*** INPUT DATA ***

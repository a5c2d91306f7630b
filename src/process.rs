//! Process model — the immutable description of a schedulable unit.
//!
//! A [`Process`] carries everything the schedulers need: arrival time,
//! total CPU demand, priority, and a list of internal [`CpuEvent`]s
//! pinned to execution offsets. Processes are owned by the caller and
//! never mutated by the engine; every scheduling run works on its own
//! private run state.

use crate::error::{KairosError, KairosResult};
use crate::time::SimTime;

// ── Process ID ────────────────────────────────────────────────────────

/// A unique identifier for a simulated process.
///
/// `ProcessId` is intentionally a newtype around `u32` rather than a
/// bare integer to prevent accidental confusion with other integer
/// values (tick counts, priorities, offsets) at compile time.
#[derive(Debug, Clone, Copy, PartialEq, Eq, PartialOrd, Ord, Hash)]
#[cfg_attr(feature = "serialize", derive(serde::Serialize, serde::Deserialize))]
pub struct ProcessId(u32);

impl ProcessId {
    /// Create a process ID from a raw integer.
    #[inline]
    pub fn new(id: u32) -> Self {
        ProcessId(id)
    }

    /// Return the underlying integer.
    #[inline]
    pub fn raw(self) -> u32 {
        self.0
    }
}

impl std::fmt::Display for ProcessId {
    fn fmt(&self, f: &mut std::fmt::Formatter<'_>) -> std::fmt::Result {
        write!(f, "P{}", self.0)
    }
}

// ── CPU Event ─────────────────────────────────────────────────────────

/// An internal event occurring after `offset` ticks of *executed* CPU
/// time.
///
/// Offsets count executed ticks, not wall-clock ticks: a process
/// preempted for 10 ticks fires an event at `offset = 3` during its
/// third tick on the CPU regardless of how long it sat in the ready
/// queue. The [event correlator](crate::correlate) maps offsets to
/// absolute simulated times once a timeline exists.
#[derive(Debug, Clone, PartialEq, Eq)]
#[cfg_attr(feature = "serialize", derive(serde::Serialize, serde::Deserialize))]
pub struct CpuEvent {
    /// Executed-ticks offset within the owning process, `< exec_time`.
    pub offset: u64,
    /// Human-readable operation description.
    pub label: String,
}

impl CpuEvent {
    /// Convenience constructor.
    pub fn new(offset: u64, label: impl Into<String>) -> Self {
        CpuEvent {
            offset,
            label: label.into(),
        }
    }
}

// ── Process ───────────────────────────────────────────────────────────

/// An immutable description of a schedulable unit.
///
/// Invariants (checked by [`Process::validate`]):
/// - `exec_time > 0`
/// - `events` sorted ascending by `offset`
/// - every event `offset < exec_time`
#[derive(Debug, Clone, PartialEq, Eq)]
#[cfg_attr(feature = "serialize", derive(serde::Serialize, serde::Deserialize))]
pub struct Process {
    /// Unique, stable identifier.
    pub id: ProcessId,
    /// Simulated time at which the process becomes eligible to run.
    pub arrival: SimTime,
    /// Total CPU demand in ticks.
    pub exec_time: u64,
    /// Scheduling priority; numerically lower values are more urgent.
    pub priority: i32,
    /// Internal events, sorted ascending by executed-ticks offset.
    pub events: Vec<CpuEvent>,
}

impl Process {
    /// Create a process without events and with default priority 0.
    pub fn new(id: u32, arrival: u64, exec_time: u64) -> Self {
        Process {
            id: ProcessId::new(id),
            arrival: SimTime::new(arrival),
            exec_time,
            priority: 0,
            events: Vec::new(),
        }
    }

    /// Builder-style priority setter.
    pub fn with_priority(mut self, priority: i32) -> Self {
        self.priority = priority;
        self
    }

    /// Builder-style event attachment. Events must be added in offset
    /// order; [`Process::validate`] rejects out-of-order lists.
    pub fn with_event(mut self, offset: u64, label: impl Into<String>) -> Self {
        self.events.push(CpuEvent::new(offset, label));
        self
    }

    /// Check the per-process invariants.
    pub fn validate(&self) -> KairosResult<()> {
        if self.exec_time == 0 {
            return Err(KairosError::ZeroExecTime(self.id));
        }
        for pair in self.events.windows(2) {
            if pair[1].offset < pair[0].offset {
                return Err(KairosError::UnsortedEvents(self.id));
            }
        }
        for event in &self.events {
            if event.offset >= self.exec_time {
                return Err(KairosError::EventOutOfRange {
                    process: self.id,
                    offset: event.offset,
                    exec_time: self.exec_time,
                });
            }
        }
        Ok(())
    }
}

/// Validate a whole process set: per-process invariants, non-emptiness,
/// and ID uniqueness. Called by the scheduler before any work starts so
/// failures are atomic.
pub fn validate_processes(processes: &[Process]) -> KairosResult<()> {
    if processes.is_empty() {
        return Err(KairosError::EmptyProcessSet);
    }
    let mut seen: Vec<ProcessId> = Vec::with_capacity(processes.len());
    for process in processes {
        process.validate()?;
        if seen.contains(&process.id) {
            return Err(KairosError::DuplicateProcessId(process.id));
        }
        seen.push(process.id);
    }
    Ok(())
}
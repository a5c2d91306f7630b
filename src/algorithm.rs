//! Algorithm selection — a closed set of scheduling disciplines.
//!
//! Internally every discipline is a tagged [`Algorithm`] variant
//! carrying its own parameters, so dispatch is exhaustive and the
//! "unknown algorithm" class of bugs cannot exist past the
//! serialization boundary. String identifiers only appear at that
//! boundary: [`Algorithm::from_id`] parses strictly, while
//! [`Algorithm::from_id_or_default`] preserves the historical
//! default-to-FCFS fallback for unrecognized identifiers.

use crate::error::{KairosError, KairosResult};

// ── Algorithm ─────────────────────────────────────────────────────────

/// A scheduling discipline together with its parameters.
#[derive(Debug, Clone, Copy, PartialEq, Eq)]
#[cfg_attr(feature = "serialize", derive(serde::Serialize, serde::Deserialize))]
pub enum Algorithm {
    /// First-come-first-served: run in arrival order to completion.
    Fcfs,
    /// Shortest-job-first, non-preemptive.
    Sjf,
    /// Preemptive priority; lower values win, re-decided every tick.
    PriorityPreemptive,
    /// Non-preemptive priority; decided only at run boundaries.
    PriorityNonPreemptive,
    /// Round robin with a fixed time quantum.
    RoundRobin { quantum: u64 },
    /// Multilevel feedback queues with usage-based demotion.
    Multilevel { levels: usize, usage_limit: u32 },
}

/// Optional parameters accompanying an algorithm identifier at the
/// serialization boundary.
#[derive(Debug, Clone, Copy, Default, PartialEq, Eq)]
#[cfg_attr(feature = "serialize", derive(serde::Serialize, serde::Deserialize))]
pub struct AlgorithmParams {
    /// Time quantum; required for Round Robin.
    pub quantum: Option<u64>,
    /// Priority-level count; required for Multilevel.
    pub levels: Option<usize>,
    /// CPU-usage demotion threshold; required for Multilevel.
    pub usage_limit: Option<u32>,
}

impl Algorithm {
    /// The canonical string identifier used on the wire.
    pub fn id(&self) -> &'static str {
        match self {
            Algorithm::Fcfs => "FCFS",
            Algorithm::Sjf => "SJF",
            Algorithm::PriorityPreemptive => "Priority-Preemptive",
            Algorithm::PriorityNonPreemptive => "Priority-Non-Preemptive",
            Algorithm::RoundRobin { .. } => "Round Robin",
            Algorithm::Multilevel { .. } => "Multilevel",
        }
    }

    /// Whether this discipline needs a quantum parameter.
    pub fn requires_quantum(&self) -> bool {
        matches!(self, Algorithm::RoundRobin { .. })
    }

    /// Parse an identifier strictly: unknown identifiers are an error.
    ///
    /// Parameter validation happens here so that a request either
    /// yields a fully formed `Algorithm` or fails before scheduling.
    pub fn from_id(id: &str, params: AlgorithmParams) -> KairosResult<Algorithm> {
        match id {
            "FCFS" => Ok(Algorithm::Fcfs),
            "SJF" => Ok(Algorithm::Sjf),
            "Priority-Preemptive" => Ok(Algorithm::PriorityPreemptive),
            "Priority-Non-Preemptive" => Ok(Algorithm::PriorityNonPreemptive),
            "Round Robin" => {
                let quantum = params.quantum.ok_or(KairosError::MissingQuantum)?;
                if quantum == 0 {
                    return Err(KairosError::ZeroQuantum);
                }
                Ok(Algorithm::RoundRobin { quantum })
            }
            "Multilevel" => {
                let levels = params.levels.ok_or(KairosError::InvalidLevelCount)?;
                let usage_limit = params.usage_limit.ok_or(KairosError::InvalidUsageLimit)?;
                if levels == 0 {
                    return Err(KairosError::InvalidLevelCount);
                }
                if usage_limit == 0 {
                    return Err(KairosError::InvalidUsageLimit);
                }
                Ok(Algorithm::Multilevel { levels, usage_limit })
            }
            other => Err(KairosError::UnknownAlgorithm(other.to_string())),
        }
    }

    /// Parse an identifier leniently: an unknown identifier falls back
    /// to FCFS.
    ///
    /// This is the documented, intentional backward-compatible behavior
    /// of the wire boundary — old clients sending retired identifiers
    /// still get a valid schedule. Known identifiers with invalid
    /// parameters still fail: only the *unknown id* case is recovered.
    pub fn from_id_or_default(id: &str, params: AlgorithmParams) -> KairosResult<Algorithm> {
        match Algorithm::from_id(id, params) {
            Err(KairosError::UnknownAlgorithm(_)) => Ok(Algorithm::Fcfs),
            other => other,
        }
    }
}

impl std::fmt::Display for Algorithm {
    fn fmt(&self, f: &mut std::fmt::Formatter<'_>) -> std::fmt::Result {
        match self {
            Algorithm::RoundRobin { quantum } => {
                write!(f, "Round Robin (quantum {})", quantum)
            }
            Algorithm::Multilevel { levels, usage_limit } => {
                write!(f, "Multilevel ({} levels, limit {})", levels, usage_limit)
            }
            other => f.write_str(other.id()),
        }
    }
}

// ── Catalog ───────────────────────────────────────────────────────────

/// Descriptive metadata for one selectable algorithm, as served to
/// external configuration surfaces.
#[derive(Debug, Clone, PartialEq, Eq)]
#[cfg_attr(feature = "serialize", derive(serde::Serialize))]
pub struct AlgorithmInfo {
    pub id: &'static str,
    pub name: &'static str,
    pub description: &'static str,
    pub requires_quantum: bool,
}

/// The catalog of selectable algorithms, in presentation order.
pub fn catalog() -> &'static [AlgorithmInfo] {
    &[
        AlgorithmInfo {
            id: "FCFS",
            name: "First Come First Served (FCFS)",
            description: "Processes are executed in the order they arrive",
            requires_quantum: false,
        },
        AlgorithmInfo {
            id: "SJF",
            name: "Shortest Job First (SJF)",
            description: "Process with shortest burst time is executed first",
            requires_quantum: false,
        },
        AlgorithmInfo {
            id: "Priority-Preemptive",
            name: "Priority Scheduling (Preemptive)",
            description: "Higher priority processes can preempt lower priority ones",
            requires_quantum: false,
        },
        AlgorithmInfo {
            id: "Priority-Non-Preemptive",
            name: "Priority Scheduling (Non-Preemptive)",
            description: "Higher priority processes are scheduled first without preemption",
            requires_quantum: false,
        },
        AlgorithmInfo {
            id: "Round Robin",
            name: "Round Robin (RR)",
            description: "Each process gets a fixed time quantum in circular order",
            requires_quantum: true,
        },
        AlgorithmInfo {
            id: "Multilevel",
            name: "Multilevel Feedback Queues",
            description: "Per-priority queues with usage-based demotion between levels",
            requires_quantum: false,
        },
    ]
}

*** End of INPUT DATA ***

* _WORK ORDER_
Wherever the string "Create" turns up in the material, copy the whole line.

* _ANSWER SPACE_
    /// Create a process ID from a raw integer.
    /// Create a process without events and with default priority 0.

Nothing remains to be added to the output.